Mishpacha Propaganda

normal familyby The Mrs.

When you live out of town, you don’t get the frum magazines until months down the line. You might absentmindedly walk out with the shul’s edition, the one that says DO NOT REMOVE written across it in black marker, and it’s such a relief to have new Jewish reading material in this outpost of frumkeit that you figure meh, it’s probably better off here in my home anyway. At least it’s good for shabbos. Then you open it one day and are reminded of how absurd some of their articles are. Forget the fact that the punctuation is so bad that you sometimes have to read it four times before it makes sense, forget the misspelling. The articles can be so bad they’re insulting.

I hitched a ride home with this girl the other day that works for one of our local religious organizations, and she was kind enough to pass on an issue of Mishpacha’s Family First containing an article/op-ed/fake letter to the editor…who knows what they were trying to accomplish with this one…called “Musings of a Good Neighbor”. It’s sort of a stream of conscience of one horrid, stereotypical yenta who has taken it upon herself to speculate why her new next door neighbors are of her same age, have been married the same number of years she has, yet they still don’t have children.

This “good” neighbor is truly bothered by the size of the couple’s home (given the fact that there are no children), whether or not she should tell the wife about the doctor her cousin used to finally conceive, whether or not they should be asked to be kvatterin at a local family’s bris next week, and finally peaks in a wail of “This is just so hard for me…. Why couldn’t we just have had a normal family move in next door?”

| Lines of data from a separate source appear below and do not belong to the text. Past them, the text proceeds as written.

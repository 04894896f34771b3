//! Service layer sequencing validation and persistence for tasks.

use super::{InvalidInputError, TaskServiceError, TaskServiceResult};
use crate::task::{
    domain::{PlanningDate, Task, TaskDraft, TaskId, TaskStatus},
    ports::{Pagination, TaskRepository, TaskRepositoryError},
    validation::{TaskValidator, validate_date},
};
use mockable::Clock;
use std::sync::Arc;
use tracing::{debug, instrument, warn};

/// Task planning orchestration service.
///
/// Every operation is spelled out explicitly: mutating operations validate
/// the draft before storage is touched, input-shape checks reject requests
/// early, and repository failures are translated into
/// [`TaskServiceError`] kinds. The service holds no mutable state, so
/// concurrent calls need no locking here.
///
/// Operations are plain futures; dropping one cancels the call at its next
/// await point.
pub struct TaskPlannerService<R, C>
where
    R: TaskRepository,
    C: Clock + Send + Sync,
{
    repository: Arc<R>,
    clock: Arc<C>,
    validator: TaskValidator,
}

impl<R, C> Clone for TaskPlannerService<R, C>
where
    R: TaskRepository,
    C: Clock + Send + Sync,
{
    fn clone(&self) -> Self {
        Self {
            repository: Arc::clone(&self.repository),
            clock: Arc::clone(&self.clock),
            validator: self.validator.clone(),
        }
    }
}

impl<R, C> TaskPlannerService<R, C>
where
    R: TaskRepository,
    C: Clock + Send + Sync,
{
    /// Creates a service with default validation limits.
    #[must_use]
    pub fn new(repository: Arc<R>, clock: Arc<C>) -> Self {
        Self {
            repository,
            clock,
            validator: TaskValidator::new(),
        }
    }

    /// Replaces the validator, e.g. to apply custom limits.
    #[must_use]
    pub fn with_validator(mut self, validator: TaskValidator) -> Self {
        self.validator = validator;
        self
    }

    /// Returns the validator used for mutating operations.
    #[must_use]
    pub const fn validator(&self) -> &TaskValidator {
        &self.validator
    }

    /// Validates and stores a new task.
    ///
    /// # Errors
    ///
    /// Returns [`TaskServiceError::InvalidTask`] when the draft violates
    /// any rule, or [`TaskServiceError::Storage`] when persistence fails.
    #[instrument(skip_all, fields(title = draft.title()))]
    pub async fn create_task(&self, draft: &TaskDraft) -> TaskServiceResult<Task> {
        self.check_draft(draft)?;
        let task = self
            .repository
            .create(draft)
            .await
            .map_err(repository_failure)?;
        debug!(task_id = %task.id(), "task created");
        Ok(task)
    }

    /// Retrieves a task by identifier.
    ///
    /// # Errors
    ///
    /// Returns [`TaskServiceError::NotFound`] when the task does not exist,
    /// or [`TaskServiceError::Storage`] when persistence fails.
    #[instrument(skip(self))]
    pub async fn get_task(&self, id: TaskId) -> TaskServiceResult<Task> {
        self.repository
            .find_by_id(id)
            .await
            .map_err(repository_failure)
    }

    /// Returns tasks whose title or description matches `text`.
    ///
    /// # Errors
    ///
    /// Returns [`InvalidInputError::EmptySearchText`] without querying
    /// storage when `text` is empty.
    #[instrument(skip(self))]
    pub async fn search_tasks(&self, text: &str) -> TaskServiceResult<Vec<Task>> {
        if text.is_empty() {
            debug!("rejected empty search text");
            return Err(InvalidInputError::EmptySearchText.into());
        }
        self.repository
            .search_by_text(text)
            .await
            .map_err(repository_failure)
    }

    /// Validates a draft and replaces every field of an existing task.
    ///
    /// # Errors
    ///
    /// Returns [`TaskServiceError::InvalidTask`] when the draft violates
    /// any rule, [`TaskServiceError::NotFound`] when the task does not
    /// exist, or [`TaskServiceError::Storage`] when persistence fails.
    #[instrument(skip(self, draft), fields(title = draft.title()))]
    pub async fn update_task(&self, id: TaskId, draft: &TaskDraft) -> TaskServiceResult<Task> {
        self.check_draft(draft)?;
        let task = self
            .repository
            .update(id, draft)
            .await
            .map_err(repository_failure)?;
        debug!("task updated");
        Ok(task)
    }

    /// Permanently deletes a task.
    ///
    /// # Errors
    ///
    /// Returns [`TaskServiceError::NotFound`] when the task does not exist,
    /// or [`TaskServiceError::Storage`] when persistence fails.
    #[instrument(skip(self))]
    pub async fn delete_task(&self, id: TaskId) -> TaskServiceResult<()> {
        self.repository
            .delete(id)
            .await
            .map_err(repository_failure)?;
        debug!("task deleted");
        Ok(())
    }

    /// Returns one page of tasks with the given status.
    ///
    /// # Errors
    ///
    /// Returns [`InvalidInputError::NegativeLimit`] or
    /// [`InvalidInputError::NegativeOffset`] without querying storage, or
    /// [`TaskServiceError::Storage`] when persistence fails.
    #[instrument(skip(self))]
    pub async fn list_by_status(
        &self,
        status: TaskStatus,
        limit: i64,
        offset: i64,
    ) -> TaskServiceResult<Vec<Task>> {
        let page = pagination(limit, offset).inspect_err(|err| {
            debug!(error = %err, "rejected pagination");
        })?;
        self.repository
            .list_by_status(status, page)
            .await
            .map_err(repository_failure)
    }

    /// Returns all tasks planned for `date` with the given status.
    ///
    /// # Errors
    ///
    /// Returns [`InvalidInputError::InvalidFilterDate`] without querying
    /// storage when `date` is not a calendar date, or
    /// [`TaskServiceError::Storage`] when persistence fails.
    #[instrument(skip(self))]
    pub async fn list_by_date_and_status(
        &self,
        date: PlanningDate,
        status: TaskStatus,
    ) -> TaskServiceResult<Vec<Task>> {
        validate_date(date).map_err(|err| {
            debug!(error = %err, "rejected filter date");
            InvalidInputError::InvalidFilterDate(err)
        })?;
        self.repository
            .list_by_date_and_status(date, status)
            .await
            .map_err(repository_failure)
    }

    fn check_draft(&self, draft: &TaskDraft) -> TaskServiceResult<()> {
        self.validator
            .validate(draft, &*self.clock)
            .map_err(|err| {
                debug!(error = %err, "rejected invalid task");
                TaskServiceError::InvalidTask(err)
            })
    }
}

fn pagination(limit: i64, offset: i64) -> Result<Pagination, InvalidInputError> {
    let checked_limit = u64::try_from(limit).map_err(|_| InvalidInputError::NegativeLimit(limit))?;
    let checked_offset =
        u64::try_from(offset).map_err(|_| InvalidInputError::NegativeOffset(offset))?;
    Ok(Pagination::new(checked_limit, checked_offset))
}

fn repository_failure(err: TaskRepositoryError) -> TaskServiceError {
    match &err {
        TaskRepositoryError::NotFound(id) => debug!(task_id = %id, "task not found"),
        TaskRepositoryError::Persistence(cause) => warn!(error = %cause, "task storage failed"),
    }
    TaskServiceError::from(err)
}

If this sounds harmless to you, let’s pretend it was an article written about the overweight couple that just moved in. Would it then be appropriate for the nosy neighbor to make it “so hard” for herself while trying to decide where her part is in “helping” the couple? And is it ever okay to call someone that doesn’t have it as easy as you anything less than “normal”?

There’s that part of me that fantasizes about being that childless couple, crouching behind the curtains while looking over the fence at the yenta and her brood and thinking, my gosh, when did she get so bored with all that G-d has given her that she started to be more interested in me than anything else?